Data in this exercise —
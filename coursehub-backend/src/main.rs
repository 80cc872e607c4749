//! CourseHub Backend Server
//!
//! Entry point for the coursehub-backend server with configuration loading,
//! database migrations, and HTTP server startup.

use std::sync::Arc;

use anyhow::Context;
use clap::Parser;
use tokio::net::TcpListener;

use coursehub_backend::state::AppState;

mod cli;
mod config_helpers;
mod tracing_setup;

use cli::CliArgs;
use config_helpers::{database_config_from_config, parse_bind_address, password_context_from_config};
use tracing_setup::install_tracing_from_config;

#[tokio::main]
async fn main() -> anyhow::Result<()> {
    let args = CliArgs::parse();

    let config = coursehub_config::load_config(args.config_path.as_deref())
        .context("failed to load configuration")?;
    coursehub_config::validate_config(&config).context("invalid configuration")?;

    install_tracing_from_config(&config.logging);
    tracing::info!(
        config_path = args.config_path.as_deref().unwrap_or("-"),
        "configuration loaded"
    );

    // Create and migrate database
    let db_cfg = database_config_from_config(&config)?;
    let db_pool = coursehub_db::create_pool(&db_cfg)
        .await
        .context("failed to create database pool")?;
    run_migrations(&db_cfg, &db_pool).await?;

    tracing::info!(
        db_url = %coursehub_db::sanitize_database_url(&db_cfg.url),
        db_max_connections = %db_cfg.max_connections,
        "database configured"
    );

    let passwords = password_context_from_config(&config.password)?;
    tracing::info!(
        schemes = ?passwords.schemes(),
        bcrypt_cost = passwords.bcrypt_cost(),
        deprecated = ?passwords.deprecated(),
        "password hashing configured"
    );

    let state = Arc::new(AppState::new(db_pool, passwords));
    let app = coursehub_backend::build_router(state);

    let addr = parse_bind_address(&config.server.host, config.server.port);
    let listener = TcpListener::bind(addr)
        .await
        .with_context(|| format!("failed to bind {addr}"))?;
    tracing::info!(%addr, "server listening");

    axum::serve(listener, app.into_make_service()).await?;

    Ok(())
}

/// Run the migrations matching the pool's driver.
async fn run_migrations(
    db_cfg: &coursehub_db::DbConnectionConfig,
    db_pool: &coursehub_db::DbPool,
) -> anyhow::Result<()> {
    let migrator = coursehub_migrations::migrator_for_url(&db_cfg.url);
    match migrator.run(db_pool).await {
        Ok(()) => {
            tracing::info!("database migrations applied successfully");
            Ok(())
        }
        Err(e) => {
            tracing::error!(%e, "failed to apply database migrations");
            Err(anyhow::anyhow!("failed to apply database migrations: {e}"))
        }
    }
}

Exercise description —
What are the exact lines from the beginning of the material through the line containing "use coursehub_backend::state::AppState;"? Write out those lines alone.

Finished task —
filename coursehub-backend/src/main.rs
repository 80cc872e607c4749
//! CourseHub Backend Server
//!
//! Entry point for the coursehub-backend server with configuration loading,
//! database migrations, and HTTP server startup.

use std::sync::Arc;

use anyhow::Context;
use clap::Parser;
use tokio::net::TcpListener;

use coursehub_backend::state::AppState;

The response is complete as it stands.